Das ist aber natürlich nicht machbar. Vielmehr ist der Geldschein, bis er bei mir ankam, durch eine Vielzahl von Händen gegangen. Was aber, wenn bei jedem Besitzerwechsel die betreffende Person die Note vor den Augen des neuen Empfängers unterschreiben würde? Der Schein würde alle zertifizierten Eigentumsübergänge seit seiner ursprünglichen Erzeugung enthalten. Damit hätte ich die Möglichkeit, die Quelle und somit auch die Richtigkeit zu prüfen.

Was in der physischen Welt ­undurchführbar scheint, wurde in der digitalen Welt möglich. Der Fachausdruck, mit dem eine solche wachsende Liste zertifizierter Transaktionen bezeichnet wird, lautet Blockchain. Die Blockchain-Technologie wird tatsächlich langsam zu einem fundamentalen Bestandteil unseres Alltags und insbesondere eines elektronischen Währungssystems namens Bitcoin. Vereinfacht ausgedrückt handelt es sich bei einem Bitcoin um eine öffentliche Datei (anstelle einer öffentlichen Banknote), die alle verifizierten Eigentumsübergänge für diese Münze seit ihrer ursprünglichen Erzeugung enthält.

Das bedeutet, dass jedes Mal eine neue digitale Signatur hinzugefügt wird, wenn ein Bitcoin den Besitzer wechselt. Eine digitale Blockchain-Signatur unterscheidet sich jedoch stark von den Unterschriften, die wir ­gewohnt sind. Anstatt eines ­Namens, der von Hand geschrieben wird, verwendet die Blockchain-Technologie zwei digitale «Schlüssel». Der erste (private) Schlüssel wird geheim gehalten, während der zweite (öffentliche) Schlüssel jedem zur Verfügung steht.

Mit dem privaten Schlüssel wird die Bitcoin-Datei verschlüsselt, sodass sie sich nicht mehr entziffern lässt. Die einzige Möglichkeit zur Wiederherstellung des ursprünglichen Inhalts führt über den öffentlichen Schlüssel.
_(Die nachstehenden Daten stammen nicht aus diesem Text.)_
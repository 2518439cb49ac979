//! The patrol transition function.

use sweep_behavior::greedy_step;
use sweep_core::{Cell, DoorId, Tick};
use sweep_layout::FloorPlan;
use tracing::debug;

use crate::Responder;

/// A door marked cleared during a transition.
#[derive(Copy, Clone, Debug, PartialEq, Eq)]
pub struct ClearEvent {
    pub tick:      Tick,
    /// Declaration-order door index.
    pub door:      DoorId,
    pub door_cell: Cell,
    /// Room-side cell behind the door.
    pub room_cell: Cell,
}

/// What happened during one transition.
#[derive(Copy, Clone, Debug, PartialEq, Eq)]
pub struct PatrolOutcome {
    /// The patrol stop that was targeted this tick.
    pub target:   Cell,
    /// `true` if the responder ended the tick on `target`.
    pub arrived:  bool,
    pub cleared:  Option<ClearEvent>,
    /// `true` if the dwell threshold was reached and the next stop selected.
    pub advanced: bool,
}

/// Drives a [`Responder`] around the patrol of a [`FloorPlan`].
#[derive(Copy, Clone, Debug)]
pub struct PatrolController {
    dwell_threshold: u32,
}

impl PatrolController {
    pub fn new(dwell_threshold: u32) -> Self {
        Self { dwell_threshold }
    }

    /// The patrol cell the responder is currently heading for, or `None`
    /// if the plan has no doors.
    pub fn target(&self, responder: &Responder, plan: &FloorPlan) -> Option<Cell> {
        let patrol = plan.patrol();
        (!patrol.is_empty()).then(|| patrol[responder.stop % patrol.len()])
    }

    /// Run one transition at `tick`: move, then dwell/clear/advance
    /// bookkeeping.  Returns `None` only for a plan without doors, in which
    /// case the responder is left untouched.
    pub fn advance(
        &self,
        responder: &mut Responder,
        plan:      &FloorPlan,
        tick:      Tick,
    ) -> Option<PatrolOutcome> {
        let target = self.target(responder, plan)?;
        responder.position = greedy_step(plan.layout(), responder.position, target);

        let mut outcome = PatrolOutcome {
            target,
            arrived:  false,
            cleared:  None,
            advanced: false,
        };
        if responder.position != target {
            return Some(outcome);
        }

        outcome.arrived = true;
        responder.dwell += 1;

        if responder.dwell == 1 {
            let door = plan.door_for_patrol_stop(responder.stop);
            if responder.mark_cleared(door) {
                let room_cell = plan.room_cell(door).unwrap_or(target);
                debug!(%tick, %door, cell = %target, "door cleared");
                outcome.cleared = Some(ClearEvent {
                    tick,
                    door,
                    door_cell: target,
                    room_cell,
                });
            }
        }

        if responder.dwell >= self.dwell_threshold {
            responder.stop += 1;
            responder.dwell = 0;
            outcome.advanced = true;
            debug!(%tick, stop = responder.stop, "patrol advanced");
        }

        Some(outcome)
    }
}
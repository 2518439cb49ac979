//! CSV output backend.
//!
//! Creates the following files in the configured output directory:
//! - `responder_track.csv` and `occupant_<i>_track.csv` (`t,y,x`)
//! - `events.csv` (`t,type,detail`)
//! - `cleared_over_time.csv` (`t,cleared`)
//! - `doors.csv` (`door_idx,door_y,door_x,cleared`), at finish
//! - `visit_heatmap.csv` (one line per grid row, no header), at finish

use std::fs::File;
use std::path::{Path, PathBuf};

use csv::Writer;

use crate::writer::OutputWriter;
use crate::{AgentRef, ClearedRow, DoorRow, EventRow, OutputError, OutputResult, TrackRow, VisitHeatmap};

const TRACK_HEADER: [&str; 3] = ["t", "y", "x"];

/// Writes simulation output to a directory of CSV files.
pub struct CsvWriter {
    dir:       PathBuf,
    responder: Writer<File>,
    occupants: Vec<Writer<File>>,
    events:    Writer<File>,
    cleared:   Writer<File>,
    finished:  bool,
}

impl CsvWriter {
    /// Create the per-step CSV files in `dir` (which must exist) and write
    /// their header rows.  One track file is opened per occupant.
    pub fn new(dir: &Path, occupant_count: usize) -> OutputResult<Self> {
        let mut responder = Writer::from_path(dir.join("responder_track.csv"))?;
        responder.write_record(TRACK_HEADER)?;

        let occupants = (0..occupant_count)
            .map(|i| -> OutputResult<Writer<File>> {
                let mut w = Writer::from_path(dir.join(format!("occupant_{i}_track.csv")))?;
                w.write_record(TRACK_HEADER)?;
                Ok(w)
            })
            .collect::<OutputResult<Vec<_>>>()?;

        let mut events = Writer::from_path(dir.join("events.csv"))?;
        events.write_record(["t", "type", "detail"])?;

        let mut cleared = Writer::from_path(dir.join("cleared_over_time.csv"))?;
        cleared.write_record(["t", "cleared"])?;

        Ok(Self {
            dir: dir.to_path_buf(),
            responder,
            occupants,
            events,
            cleared,
            finished: false,
        })
    }
}

impl OutputWriter for CsvWriter {
    fn write_tracks(&mut self, rows: &[TrackRow]) -> OutputResult<()> {
        for row in rows {
            let writer = match row.agent {
                AgentRef::Responder => &mut self.responder,
                AgentRef::Occupant(id) => self
                    .occupants
                    .get_mut(id.index())
                    .ok_or(OutputError::UnknownOccupant(id.0))?,
            };
            writer.write_record(&[row.tick.to_string(), row.y.to_string(), row.x.to_string()])?;
        }
        Ok(())
    }

    fn write_event(&mut self, row: &EventRow) -> OutputResult<()> {
        self.events.write_record([row.tick.to_string().as_str(), row.kind, row.detail.as_str()])?;
        Ok(())
    }

    fn write_cleared(&mut self, row: &ClearedRow) -> OutputResult<()> {
        self.cleared.write_record(&[row.tick.to_string(), row.cleared.to_string()])?;
        Ok(())
    }

    fn write_doors(&mut self, rows: &[DoorRow]) -> OutputResult<()> {
        let mut doors = Writer::from_path(self.dir.join("doors.csv"))?;
        doors.write_record(["door_idx", "door_y", "door_x", "cleared"])?;
        for row in rows {
            doors.write_record(&[
                row.door_idx.to_string(),
                row.door_y.to_string(),
                row.door_x.to_string(),
                (row.cleared as u8).to_string(),
            ])?;
        }
        doors.flush()?;
        Ok(())
    }

    fn write_heatmap(&mut self, heatmap: &VisitHeatmap) -> OutputResult<()> {
        let mut out = Writer::from_path(self.dir.join("visit_heatmap.csv"))?;
        for row in heatmap.rows() {
            out.write_record(row.iter().map(u32::to_string))?;
        }
        out.flush()?;
        Ok(())
    }

    fn finish(&mut self) -> OutputResult<()> {
        if self.finished {
            return Ok(());
        }
        self.finished = true;
        self.responder.flush()?;
        for w in &mut self.occupants {
            w.flush()?;
        }
        self.events.flush()?;
        self.cleared.flush()?;
        Ok(())
    }
}
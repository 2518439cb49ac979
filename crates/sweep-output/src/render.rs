//! ASCII frame rendering for terminal display.
//!
//! | Glyph | Meaning              |
//! |-------|----------------------|
//! | `#`   | wall                 |
//! | `.`   | corridor             |
//! | ` `   | room                 |
//! | `E`   | exit                 |
//! | `D`   | uncleared door       |
//! | `d`   | cleared door         |
//! | `o`   | occupant             |
//! | `R`   | responder            |
//!
//! Later layers win: occupants are drawn over the floor, the responder over
//! everything.

use sweep_layout::CellKind;
use sweep_sim::Snapshot;

fn glyph(kind: CellKind) -> char {
    match kind {
        CellKind::Wall     => '#',
        CellKind::Corridor => '.',
        CellKind::Room     => ' ',
        CellKind::Exit     => 'E',
    }
}

/// Render `snapshot` as `height` newline-terminated lines.
pub fn render_frame(snapshot: &Snapshot<'_>) -> String {
    let layout = snapshot.layout();
    let width = layout.width();
    let mut grid: Vec<Vec<char>> = layout
        .rows()
        .map(|row| row.iter().map(|&k| glyph(k)).collect())
        .collect();

    let mut put = |cell: sweep_core::Cell, ch: char| {
        if layout.contains(cell) {
            grid[cell.row as usize][cell.col as usize] = ch;
        }
    };

    for (i, &door) in snapshot.plan.doors().iter().enumerate() {
        let cleared = snapshot.cleared.get(i).copied().unwrap_or(false);
        put(door, if cleared { 'd' } else { 'D' });
    }
    for &occ in snapshot.occupants {
        put(occ, 'o');
    }
    put(snapshot.responder, 'R');

    let mut out = String::with_capacity(grid.len() * (width + 1));
    for row in grid {
        out.extend(row);
        out.push('\n');
    }
    out
}

/// One-line status: tick and cleared count.
pub fn status_line(snapshot: &Snapshot<'_>) -> String {
    format!(
        "t={} cleared={}/{}",
        snapshot.tick.0,
        snapshot.cleared_count(),
        snapshot.cleared.len(),
    )
}
//! Floor-plan builder.
//!
//! # Generation order
//!
//! ```text
//! 1. every cell on the corridor row        → Corridor
//! 2. the two exit columns on that row      → Exit
//! 3. for each door column, for d in 1..=room_depth,
//!    rows corridor-d and corridor+d,
//!    columns door-half ..= door+half       → Room   (clipped to the grid)
//! ```
//!
//! Door cells are the room cells directly above and below the corridor at
//! each door column.  Two orderings are kept:
//!
//! - `doors`:  declaration order: upper doors left-to-right, then lower
//!   doors left-to-right.  Cleared flags are indexed by this order.
//! - `patrol`: traversal order: upper doors left-to-right, then lower
//!   doors right-to-left, so the sweep closes in from both ends.

use sweep_core::{Cell, DoorId, MAX_OCCUPANTS, SweepConfig};

use crate::{CellKind, Layout};

/// Stateless builder turning a [`SweepConfig`] into a [`FloorPlan`].
///
/// Never fails: anything that would land outside the grid is skipped.
/// Structural validation is [`SweepConfig::validate`]'s job.
pub struct LayoutBuilder<'a> {
    config: &'a SweepConfig,
}

impl<'a> LayoutBuilder<'a> {
    pub fn new(config: &'a SweepConfig) -> Self {
        Self { config }
    }

    pub fn build(self) -> FloorPlan {
        let cfg = self.config;
        let corridor = cfg.corridor_row as i32;
        let mut layout = Layout::walled(cfg.height, cfg.width);

        for col in 0..cfg.width as i32 {
            layout.set(Cell::new(corridor, col), CellKind::Corridor);
        }
        for &col in &cfg.exit_cols {
            layout.set(Cell::new(corridor, col as i32), CellKind::Exit);
        }

        let half = cfg.half_width() as i32;
        for &door in &cfg.door_cols {
            let door = door as i32;
            for depth in 1..=cfg.room_depth as i32 {
                for row in [corridor - depth, corridor + depth] {
                    for col in door - half..=door + half {
                        layout.set(Cell::new(row, col), CellKind::Room);
                    }
                }
            }
        }

        let upper = cfg.door_cols.iter().map(|&c| Cell::new(corridor - 1, c as i32));
        let lower = cfg.door_cols.iter().map(|&c| Cell::new(corridor + 1, c as i32));

        let doors: Vec<Cell> = upper.clone().chain(lower.clone()).collect();
        let patrol: Vec<Cell> = upper.chain(lower.rev()).collect();

        // First declaration index whose cell equals the stop.  Duplicate
        // door columns therefore share one cleared flag.
        let patrol_doors: Vec<DoorId> = patrol
            .iter()
            .map(|stop| {
                doors
                    .iter()
                    .position(|d| d == stop)
                    .and_then(|i| DoorId::try_from(i).ok())
                    .unwrap_or(DoorId::INVALID)
            })
            .collect();

        let exits = cfg.exit_cols.map(|c| Cell::new(corridor, c as i32));

        let starts = [
            cfg.door_cols.first().map(|&c| Cell::new(corridor - 2, c as i32)),
            cfg.door_cols.last().map(|&c| Cell::new(corridor - 2, c as i32)),
            cfg.door_cols.get(1).map(|&c| Cell::new(corridor + 2, c as i32)),
        ];
        let occupant_starts: Vec<Cell> = starts
            .into_iter()
            .take(cfg.occupant_count.min(MAX_OCCUPANTS))
            .flatten()
            .collect();

        FloorPlan {
            layout,
            corridor_row: corridor,
            doors,
            patrol,
            patrol_doors,
            exits,
            occupant_starts,
        }
    }
}

/// The generated floor: layout plus derived door and patrol lists.
#[derive(Clone, Debug)]
pub struct FloorPlan {
    layout:          Layout,
    corridor_row:    i32,
    doors:           Vec<Cell>,
    patrol:          Vec<Cell>,
    patrol_doors:    Vec<DoorId>,
    exits:           [Cell; 2],
    occupant_starts: Vec<Cell>,
}

impl FloorPlan {
    /// Shorthand for `LayoutBuilder::new(config).build()`.
    pub fn build(config: &SweepConfig) -> Self {
        LayoutBuilder::new(config).build()
    }

    pub fn layout(&self) -> &Layout {
        &self.layout
    }

    pub fn corridor_row(&self) -> i32 {
        self.corridor_row
    }

    /// Door cells in declaration order.
    pub fn doors(&self) -> &[Cell] {
        &self.doors
    }

    /// Door cells in patrol (traversal) order.
    pub fn patrol(&self) -> &[Cell] {
        &self.patrol
    }

    pub fn door_count(&self) -> usize {
        self.doors.len()
    }

    /// Door cell for a declaration-order id.
    pub fn door(&self, door: DoorId) -> Option<Cell> {
        self.doors.get(door.index()).copied()
    }

    /// Declaration-order door matching patrol stop `stop`.
    ///
    /// `stop` is taken modulo the patrol length, so a running patrol index
    /// can be passed directly.
    pub fn door_for_patrol_stop(&self, stop: usize) -> DoorId {
        if self.patrol_doors.is_empty() {
            return DoorId::INVALID;
        }
        self.patrol_doors[stop % self.patrol_doors.len()]
    }

    /// The room cell one step further from the corridor than `door`.
    pub fn room_cell(&self, door: DoorId) -> Option<Cell> {
        let cell = self.door(door)?;
        let dr = if cell.row < self.corridor_row { -1 } else { 1 };
        Some(cell.offset(dr, 0))
    }

    /// The two exit cells, in configuration order.
    pub fn exits(&self) -> [Cell; 2] {
        self.exits
    }

    /// Starting cells for the configured occupants.
    pub fn occupant_starts(&self) -> &[Cell] {
        &self.occupant_starts
    }
}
Nehmen wir an, Sie erhalten einen Bitcoin von mir, den sie verifizieren wollen. Dazu müssen Sie ihn nur mit meinem öffentlichen Schlüssel entschlüsseln. Wenn das Ergebnis Sinn ergibt, wissen Sie, dass der Bitcoin nur von mir stammen kann.

Eine digitale Signatur ist daher eine weitaus robustere Umsetzung als eine physische Unterschrift. Ein grosser Nachteil besteht allerdings darin, dass ich noch immer nicht meinen Kaffee mit ihr bezahlen kann.